Data: Begin

//! # Porter Error Types
//!
//! Top-level error returned by the public API. Component errors keep their
//! own structured enums and are wrapped here.

use thiserror::Error;
use uuid::Uuid;

use crate::config::ConfigurationError;
use crate::consumer::DispatchError;
use crate::messaging::MessagingError;

#[derive(Debug, Error)]
pub enum PorterError {
    #[error(transparent)]
    Configuration(#[from] ConfigurationError),

    #[error(transparent)]
    Messaging(#[from] MessagingError),

    #[error(transparent)]
    Dispatch(#[from] DispatchError),

    /// Topic is missing and auto-creation is disabled
    #[error("Topic '{topic}' for '{event}' does not exist")]
    TopicNotProvisioned { topic: String, event: String },

    #[error("Unable to publish message {message_id} (correlation: {})", display_correlation(.correlation_id))]
    PublishFailed {
        message_id: Uuid,
        correlation_id: Option<Uuid>,
    },

    /// A polling or consumer task ended abnormally
    #[error("Worker for topic '{topic}' failed: {message}")]
    Worker { topic: String, message: String },
}

impl PorterError {
    pub fn topic_not_provisioned(topic: impl Into<String>, event: impl Into<String>) -> Self {
        Self::TopicNotProvisioned {
            topic: topic.into(),
            event: event.into(),
        }
    }

    pub fn worker(topic: impl Into<String>, message: impl Into<String>) -> Self {
        Self::Worker {
            topic: topic.into(),
            message: message.into(),
        }
    }

    /// Whether this error is fatal at startup rather than a per-message failure
    pub fn is_startup_error(&self) -> bool {
        matches!(
            self,
            Self::Configuration(_) | Self::TopicNotProvisioned { .. }
        )
    }
}

fn display_correlation(correlation_id: &Option<Uuid>) -> String {
    correlation_id.map_or_else(|| "none".to_string(), |id| id.to_string())
}

pub type Result<T> = std::result::Result<T, PorterError>;

#[cfg(test)]
mod tests {
    use super::*;

    #[test]
    fn test_display_and_classification() {
        let err = PorterError::topic_not_provisioned("MyTopic", "my_topic");
        assert_eq!(err.to_string(), "Topic 'MyTopic' for 'my_topic' does not exist");
        assert!(err.is_startup_error());

        let id = Uuid::new_v4();
        let err = PorterError::PublishFailed {
            message_id: id,
            correlation_id: None,
        };
        assert_eq!(
            err.to_string(),
            format!("Unable to publish message {id} (correlation: none)")
        );
        assert!(!err.is_startup_error());

        let err: PorterError = ConfigurationError::duplicate_topic("my_topic").into();
        assert!(err.is_startup_error());
    }
}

Data: End

▸ What to do
Only the lines from the beginning of the entries through the line bearing "pub fn worker(topic: impl" should be returned, each exactly as written.

▸ Output
//! # Porter Error Types
//!
//! Top-level error returned by the public API. Component errors keep their
//! own structured enums and are wrapped here.

use thiserror::Error;
use uuid::Uuid;

use crate::config::ConfigurationError;
use crate::consumer::DispatchError;
use crate::messaging::MessagingError;

#[derive(Debug, Error)]
pub enum PorterError {
    #[error(transparent)]
    Configuration(#[from] ConfigurationError),

    #[error(transparent)]
    Messaging(#[from] MessagingError),

    #[error(transparent)]
    Dispatch(#[from] DispatchError),

    /// Topic is missing and auto-creation is disabled
    #[error("Topic '{topic}' for '{event}' does not exist")]
    TopicNotProvisioned { topic: String, event: String },

    #[error("Unable to publish message {message_id} (correlation: {})", display_correlation(.correlation_id))]
    PublishFailed {
        message_id: Uuid,
        correlation_id: Option<Uuid>,
    },

    /// A polling or consumer task ended abnormally
    #[error("Worker for topic '{topic}' failed: {message}")]
    Worker { topic: String, message: String },
}

impl PorterError {
    pub fn topic_not_provisioned(topic: impl Into<String>, event: impl Into<String>) -> Self {
        Self::TopicNotProvisioned {
            topic: topic.into(),
            event: event.into(),
        }
    }

    pub fn worker(topic: impl Into<String>, message: impl Into<String>) -> Self {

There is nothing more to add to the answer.